Direktur Perencanaan dan Pengembangan Telkomsel Herfini Haryono menegaskan pihaknya sangat siap dan bakal menjadi operator pertama yang mengimplementasikan LTE. Selain menggandeng Huawei, operator terbesar di Indonesia ini juga menjalin kerja sama dengan tiga vendor LTE lain yakni Nokia Siemens Networks, Ericsson, dan ZTE masing-masing diujicobakan di Pelabuhan Ratu, Bandung, Jakarta, dan Bali.

Saat ini Telkomsel punya 38.000 stasiun penerima dan penyalur transmisi (base transceiver station/BTS) di mana 8.000 unit sudah mengadopsi 3G dan setengahnya dari angka 8.000 unit itu sudah siap LTE.

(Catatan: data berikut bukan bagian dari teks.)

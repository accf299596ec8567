//! # Error Types
//!
//! This module defines error types used throughout the etiqueta library.
//!
//! Most of the pipeline degrades locally instead of erroring: a malformed
//! shape renders as an empty group, a QR or barcode that fails to encode
//! keeps its placeholder. Only input parsing and PDF conversion can fail a
//! whole call, so those are the variants here.

use thiserror::Error;

/// Main error type for etiqueta operations
#[derive(Debug, Error)]
pub enum EtiquetaError {
    /// Malformed or unreadable label template
    #[error("Template error: {0}")]
    Template(String),

    /// SVG to PDF conversion failed (fatal to the export call)
    #[error("PDF conversion failed: {0}")]
    PdfConversion(String),

    /// Server-level errors (bind, listener I/O)
    #[error("Server error: {0}")]
    Server(String),

    /// I/O error wrapper
    #[error("I/O error: {0}")]
    Io(#[from] std::io::Error),

    /// JSON (de)serialization error wrapper
    #[error("JSON error: {0}")]
    Json(#[from] serde_json::Error),
}
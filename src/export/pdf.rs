//! SVG to PDF conversion.
//!
//! The page is sized from the SVG's declared dimensions: svg2pdf maps
//! document pixels back to physical units using the render DPI, so a
//! 140x60mm label becomes exactly a 140x60mm page with no added margin,
//! and orientation follows whichever dimension is larger.

use crate::error::EtiquetaError;

pub(crate) fn svg_to_pdf(svg: &str, dpi: f64) -> Result<Vec<u8>, EtiquetaError> {
    let mut options = svg2pdf::usvg::Options::default();
    options.fontdb_mut().load_system_fonts();

    let tree = svg2pdf::usvg::Tree::from_str(svg, &options).map_err(|e| {
        EtiquetaError::PdfConversion(format!("failed to parse SVG for conversion: {e}"))
    })?;

    let mut page_options = svg2pdf::PageOptions::default();
    page_options.dpi = dpi as f32;

    svg2pdf::to_pdf(&tree, svg2pdf::ConversionOptions::default(), page_options)
        .map_err(|e| EtiquetaError::PdfConversion(format!("failed to convert SVG to PDF: {e:?}")))
}

#[cfg(test)]
mod tests {
    use super::*;

    #[test]
    fn test_minimal_svg_converts() {
        let svg = "<svg width=\"100\" height=\"50\" viewBox=\"0 0 100 50\" xmlns=\"http://www.w3.org/2000/svg\"><rect width=\"100\" height=\"50\" fill=\"white\"/></svg>";
        let pdf = svg_to_pdf(svg, 96.0).unwrap();
        assert!(pdf.starts_with(b"%PDF"));
    }

    #[test]
    fn test_invalid_markup_is_conversion_error() {
        let err = svg_to_pdf("this is not svg", 96.0).unwrap_err();
        assert!(matches!(err, EtiquetaError::PdfConversion(_)));
    }
}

Entah bagaimana nanti, tetapi jika Telkomsel yang sudah menyiapkan amunisi ini bersama dengan operator-operator lainnya mampu mengimplementasi LTE dengan baik, tentu yang positif dalam hal ini kebutuhan layanan data cepat dapat terpuaskan dengan tarif yang proporsional bagi masyarakat.

Mungkin benar apa kata penutup dari Ricardo Indra, bahwa ada tiga hal yang merubah peradaban dunia yakni agama, kebudayaan, dan terakhir bisa jadi itu adalah seluler.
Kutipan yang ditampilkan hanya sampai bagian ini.